Asano T, Dohi S, Ohta S, Shimonaka H, Iida H
Department of Anesthesiology and Critical Care Medicine, Gifu University School of Medicine, Gifu City, Japan.
Anesth Analg. 2000 Feb;90(2):400-7. doi: 10.1097/00000539-200002000-00030.

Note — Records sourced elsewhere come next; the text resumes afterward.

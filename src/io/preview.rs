//! PNG preview of lattice coverage, one pixel per candidate cell

use crate::algorithm::materializer::Fishnet;
use crate::analysis::coverage::coverage_fractions;
use crate::io::configuration::MAX_PREVIEW_DIMENSION;
use crate::io::error::{FishnetError, Result, invalid_parameter};
use crate::io::vector::write_atomic;
use image::{ImageBuffer, ImageFormat, Rgba, RgbaImage};
use ndarray::Array2;
use std::path::Path;

/// Colour of covered cells; coverage fraction drives the alpha channel
const COVERED_RGB: [u8; 3] = [34, 139, 34];

/// Render a coverage raster with north up
///
/// Empty cells are transparent. Any cell with non-zero coverage gets at least
/// alpha 1 so slivers stay visible.
///
/// # Errors
///
/// Returns `InvalidParameter` if either dimension is zero or exceeds
/// [`MAX_PREVIEW_DIMENSION`]
pub fn render_coverage(coverage: &Array2<f64>) -> Result<RgbaImage> {
    let (rows, columns) = coverage.dim();
    if rows == 0 || columns == 0 || rows > MAX_PREVIEW_DIMENSION || columns > MAX_PREVIEW_DIMENSION
    {
        return Err(invalid_parameter(
            "preview",
            &format!("{columns}x{rows}"),
            &format!("lattice must be between 1 and {MAX_PREVIEW_DIMENSION} cells per side"),
        ));
    }

    let mut img = ImageBuffer::new(columns as u32, rows as u32);
    for ((row, column), &fraction) in coverage.indexed_iter() {
        let alpha = if fraction > 0.0 {
            (fraction.clamp(0.0, 1.0) * 255.0).round().max(1.0) as u8
        } else {
            0
        };
        let color = Rgba([COVERED_RGB[0], COVERED_RGB[1], COVERED_RGB[2], alpha]);
        // Raster rows run south to north; image rows run top to bottom
        let pixel_y = (rows - 1 - row) as u32;
        img.put_pixel(column as u32, pixel_y, color);
    }
    Ok(img)
}

/// Save the coverage preview of a fishnet as PNG
///
/// The image is encoded into a temporary sibling file renamed into place, so
/// an interrupted run never leaves a truncated preview.
///
/// # Errors
///
/// Returns an error if the lattice is too large to preview, the parent
/// directory cannot be created or the image cannot be encoded or saved
pub fn export_preview(fishnet: &Fishnet, output_path: &Path) -> Result<()> {
    let img = render_coverage(&coverage_fractions(fishnet))?;

    write_atomic(output_path, |writer| {
        img.write_to(writer, ImageFormat::Png)
            .map_err(|source| FishnetError::ImageExport {
                path: output_path.to_path_buf(),
                source,
            })
    })
}
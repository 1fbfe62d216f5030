//! Map projection mathematics

/// UTM forward and inverse projection on the WGS84 ellipsoid
pub mod transverse_mercator;
/// Spherical Mercator of web map tiles
pub mod web_mercator;
//! Clipped fishnet grid generation over region boundaries
//!
//! A region's bounding box is covered by a regular lattice of square cells.
//! Cells are first screened against the union of the region with a cheap
//! intersects test, then the survivors are clipped against the original
//! features, numbered in scan order and annotated with their area.

#![forbid(unsafe_code)]

/// Lattice construction, coarse filtering, clipping and orchestration
pub mod algorithm;
/// Run statistics and coverage analysis of materialized grids
pub mod analysis;
/// Input/output operations and error handling
pub mod io;
/// Map projection mathematics
pub mod math;
/// Regions, geometry capabilities and reference systems
pub mod spatial;

pub use algorithm::materializer::{ClippedCell, Fishnet, GridConfig, Materializer, materialize};
pub use io::error::{FishnetError, Result};
pub use spatial::{Crs, Region, RegionFeature, Shape};
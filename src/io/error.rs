//! Error types and context management for fishnet operations

use std::fmt;
use std::path::{Path, PathBuf};

/// Main error type for all fishnet operations
#[derive(Debug)]
pub enum FishnetError {
    /// Failed to parse a region boundary file
    RegionLoad {
        /// Path to the boundary file
        path: PathBuf,
        /// Underlying GeoJSON parsing error
        source: geojson::Error,
    },

    /// Region does not meet materializer requirements
    ///
    /// Raised when the region:
    /// - Has no polygonal features or only empty geometries
    /// - Has zero area or non-finite coordinates
    /// - Is topologically invalid and repair was not requested or failed
    /// - Is expressed in angular units where linear units are required
    InvalidRegion {
        /// Description of what's wrong with the region
        reason: String,
    },

    /// Parameter validation failed
    InvalidParameter {
        /// Name of the invalid parameter
        parameter: &'static str,
        /// Provided value that failed validation
        value: String,
        /// Explanation of why the value is invalid
        reason: String,
    },

    /// Coordinate transformation between two reference systems failed
    Projection {
        /// Source reference system
        from: String,
        /// Target reference system
        to: String,
        /// Description of the failure
        reason: String,
    },

    /// Failed to serialize the output feature collection
    GeometryExport {
        /// Path where export was attempted
        path: PathBuf,
        /// Underlying serialization error
        source: serde_json::Error,
    },

    /// Failed to save the coverage preview image
    ImageExport {
        /// Path where export was attempted
        path: PathBuf,
        /// Underlying image export error
        source: image::ImageError,
    },

    /// General file system operation failure
    FileSystem {
        /// Path involved in the operation
        path: PathBuf,
        /// Description of the operation that failed
        operation: &'static str,
        /// Underlying I/O error
        source: std::io::Error,
    },

    /// Numerical computation produced invalid result
    Computation {
        /// Name of the computation that failed
        operation: &'static str,
        /// Description of the failure
        reason: String,
    },
}

impl fmt::Display for FishnetError {
    fn fmt(&self, f: &mut fmt::Formatter<'_>) -> fmt::Result {
        match self {
            Self::RegionLoad { path, source } => {
                write!(f, "Failed to load region '{}': {source}", path.display())
            }
            Self::InvalidRegion { reason } => {
                write!(f, "Invalid region: {reason}")
            }
            Self::InvalidParameter {
                parameter,
                value,
                reason,
            } => {
                write!(f, "Invalid parameter '{parameter}' = '{value}': {reason}")
            }
            Self::Projection { from, to, reason } => {
                write!(f, "Cannot transform from {from} to {to}: {reason}")
            }
            Self::GeometryExport { path, source } => {
                write!(
                    f,
                    "Failed to export features to '{}': {source}",
                    path.display()
                )
            }
            Self::ImageExport { path, source } => {
                write!(
                    f,
                    "Failed to export image to '{}': {source}",
                    path.display()
                )
            }
            Self::FileSystem {
                path,
                operation,
                source,
            } => {
                write!(
                    f,
                    "File system error during {operation} on '{}': {source}",
                    path.display()
                )
            }
            Self::Computation { operation, reason } => {
                write!(f, "Computation error in {operation}: {reason}")
            }
        }
    }
}

impl std::error::Error for FishnetError {
    fn source(&self) -> Option<&(dyn std::error::Error + 'static)> {
        match self {
            Self::RegionLoad { source, .. } => Some(source),
            Self::GeometryExport { source, .. } => Some(source),
            Self::ImageExport { source, .. } => Some(source),
            Self::FileSystem { source, .. } => Some(source),
            _ => None,
        }
    }
}

/// Convenience type alias for fishnet results
pub type Result<T> = std::result::Result<T, FishnetError>;

/// Attaches the file being worked on to I/O failures
pub trait WithPath<T> {
    /// Replace an unknown path and operation with the given ones
    ///
    /// # Errors
    ///
    /// Propagates the original error with the path applied
    fn with_path(self, path: &Path, operation: &'static str) -> Result<T>;
}

impl<T, E> WithPath<T> for std::result::Result<T, E>
where
    E: Into<FishnetError>,
{
    fn with_path(self, path: &Path, operation: &'static str) -> Result<T> {
        self.map_err(|e| match e.into() {
            FishnetError::FileSystem { source, .. } => FishnetError::FileSystem {
                path: path.to_path_buf(),
                operation,
                source,
            },
            FishnetError::RegionLoad { source, .. } => FishnetError::RegionLoad {
                path: path.to_path_buf(),
                source,
            },
            other => other,
        })
    }
}

impl From<geojson::Error> for FishnetError {
    fn from(err: geojson::Error) -> Self {
        Self::RegionLoad {
            path: PathBuf::from("<unknown>"),
            source: err,
        }
    }
}

impl From<std::io::Error> for FishnetError {
    fn from(err: std::io::Error) -> Self {
        Self::FileSystem {
            path: PathBuf::from("<unknown>"),
            operation: "unknown",
            source: err,
        }
    }
}

/// Create an invalid parameter error
pub fn invalid_parameter(
    parameter: &'static str,
    value: &impl ToString,
    reason: &impl ToString,
) -> FishnetError {
    FishnetError::InvalidParameter {
        parameter,
        value: value.to_string(),
        reason: reason.to_string(),
    }
}

/// Create an invalid region error
pub fn invalid_region(reason: &impl ToString) -> FishnetError {
    FishnetError::InvalidRegion {
        reason: reason.to_string(),
    }
}

/// Create a computation error
pub fn computation_error(operation: &'static str, reason: &impl ToString) -> FishnetError {
    FishnetError::Computation {
        operation,
        reason: reason.to_string(),
    }
}
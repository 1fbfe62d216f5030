//! Tests for error types including source chaining and message formatting

#[cfg(test)]
mod tests {
    use fishnet::FishnetError;
    use fishnet::io::error::{
        Result, WithPath, computation_error, invalid_parameter, invalid_region,
    };
    use std::error::Error;
    use std::path::{Path, PathBuf};

    // Tests error source chaining works correctly
    // Verified by breaking source chain
    #[test]
    fn test_error_source_chain() {
        let io_error = std::io::Error::new(std::io::ErrorKind::NotFound, "file not found");
        let error = FishnetError::FileSystem {
            path: "/tmp/region.geojson".into(),
            operation: "read",
            source: io_error,
        };

        assert!(error.source().is_some());
        assert!(invalid_region(&"empty").source().is_none());
    }

    // Tests InvalidParameter error contains all fields
    // Verified by omitting value from message
    #[test]
    fn test_invalid_parameter_error() {
        let error = invalid_parameter("cell_size", &-1.0, &"must be positive");

        let message = error.to_string();
        assert!(message.contains("cell_size"));
        assert!(message.contains("-1"));
        assert!(message.contains("must be positive"));
    }

    // Tests region and computation helpers keep their reasons
    // Verified by dropping the reason from the message
    #[test]
    fn test_helper_messages() {
        let region = invalid_region(&"region area is 0");
        assert!(matches!(region, FishnetError::InvalidRegion { .. }));
        assert!(region.to_string().contains("region area is 0"));

        let computation = computation_error("cell area", &"NaN");
        assert!(computation.to_string().contains("cell area"));
        assert!(computation.to_string().contains("NaN"));
    }

    // Tests projection errors name both systems
    // Verified by omitting the target system
    #[test]
    fn test_projection_error() {
        let error = FishnetError::Projection {
            from: "EPSG:4326".to_string(),
            to: "EPSG:3857".to_string(),
            reason: "unsupported".to_string(),
        };

        let message = error.to_string();
        assert!(message.contains("EPSG:4326"));
        assert!(message.contains("EPSG:3857"));
    }

    // Tests file context replaces the unknown path of converted errors
    // Verified by keeping the placeholder path
    #[test]
    fn test_with_path_attaches_context() {
        let failing: std::result::Result<(), std::io::Error> = Err(std::io::Error::new(
            std::io::ErrorKind::PermissionDenied,
            "denied",
        ));
        let result: Result<()> = failing.with_path(Path::new("out/grid.geojson"), "write file");

        match result {
            Err(FishnetError::FileSystem {
                path, operation, ..
            }) => {
                assert_eq!(path, PathBuf::from("out/grid.geojson"));
                assert_eq!(operation, "write file");
            }
            other => panic!("unexpected result: {other:?}"),
        }
    }

    // Tests GeoJSON parse failures become region load errors with a path
    // Verified by converting them into file system errors
    #[test]
    fn test_geojson_error_conversion() {
        let parsed: std::result::Result<geojson::GeoJson, geojson::Error> = "{".parse();
        let result = parsed.with_path(Path::new("bad.geojson"), "parse region");

        match result {
            Err(error @ FishnetError::RegionLoad { .. }) => {
                assert!(error.to_string().contains("bad.geojson"));
                assert!(error.source().is_some());
            }
            other => panic!("unexpected result: {other:?}"),
        }
    }

    // Tests non-file errors pass through path context unchanged
    // Verified by wrapping every error as a file system error
    #[test]
    fn test_with_path_preserves_other_errors() {
        let failing: Result<()> = Err(invalid_region(&"no features"));
        let result = failing.with_path(Path::new("x.geojson"), "read region");

        assert!(matches!(result, Err(FishnetError::InvalidRegion { .. })));
    }
}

This study was designed primarily to relate the antinociceptive and hemodynamic effects of clinically available alpha(2)-adrenoceptor agonists to their binding affinity for alpha(2)-adrenoceptors in the spinal cord and brain. In rats with chronic indwelling epidural catheters, the percentage maximal possible effect on tail-flick latency was measured after epidural or IM dexmedetomidine (DXM), clonidine (CL), or tizanidine (TZ) administration. To examine their binding affinities, isolated spinal cord and brain membranes with an alpha(2) agonist were incubated with (3)H-UK14304, a selective alpha(2) agonist, and the radioactivity in the reaction mixtures was measured by liquid scintillation spectrometry. Epidural DXM (0.5-10 microg), CL (10-500 microg), and TZ (5-500 microg) all produced dose-dependent antinociceptive effects; the rank order of potencies was DXM > CL > TZ, the same as for their systemic administration. The antinociceptive effects were blocked by epidural yohimbine. The receptor binding affinities expressed as the concentration that inhibits 50% for spinal cord and brain, respectively, were 0.25 and 1.3 nM (DXM), 10.8 and 12.5 nM (CL), and 48.2 and 96.8 nM (TZ). The changes in arterial blood pressure and heart rate evoked by antinociceptive doses did not correlate with the rank order of antinociceptive potencies. The relative antinociceptive potencies of epidural alpha(2) agonists may depend on their binding affinities to alpha(2)-adrenoceptors in the spinal cord, but their cardiovascular effects may result from actions both inside and outside the central nervous system.
Spinal antinociception caused by the epidural administration of alpha(2) agonists is well correlated with their binding affinity to spinal alpha(2)-adrenoceptors.
本研究主要旨在探讨临床可用的α₂肾上腺素能受体激动剂的镇痛和血流动力学效应与其对脊髓和脑内α₂肾上腺素能受体的结合亲和力之间的关系。在慢性留置硬膜外导管的大鼠中,硬膜外或肌内注射右美托咪定(DXM)、可乐定(CL)或替扎尼定(TZ)后,测量对甩尾潜伏期的最大可能效应百分比。为检测它们的结合亲和力,将分离的脊髓和脑膜与α₂激动剂一起,与选择性α₂激动剂(³H-UK14304)孵育,反应混合物中的放射性通过液体闪烁光谱法测量。硬膜外注射DXM(0.5 - 10微克)、CL(10 - 500微克)和TZ(5 - 500微克)均产生剂量依赖性镇痛作用;效价顺序为DXM>CL>TZ,与全身给药时相同。硬膜外注射育亨宾可阻断镇痛作用。分别表示为抑制脊髓和脑50%所需浓度的受体结合亲和力,对于DXM为0.25和1.3纳摩尔,对于CL为10.8和12.5纳摩尔,对于TZ为48.2和96.8纳摩尔。镇痛剂量引起的动脉血压和心率变化与镇痛效价顺序无关。硬膜外α₂激动剂的相对镇痛效价可能取决于它们与脊髓中α₂肾上腺素能受体的结合亲和力,但它们的心血管效应可能源于中枢神经系统内外的作用。
硬膜外给予α₂激动剂引起的脊髓镇痛作用与其对脊髓α₂肾上腺素能受体的结合亲和力密切相关。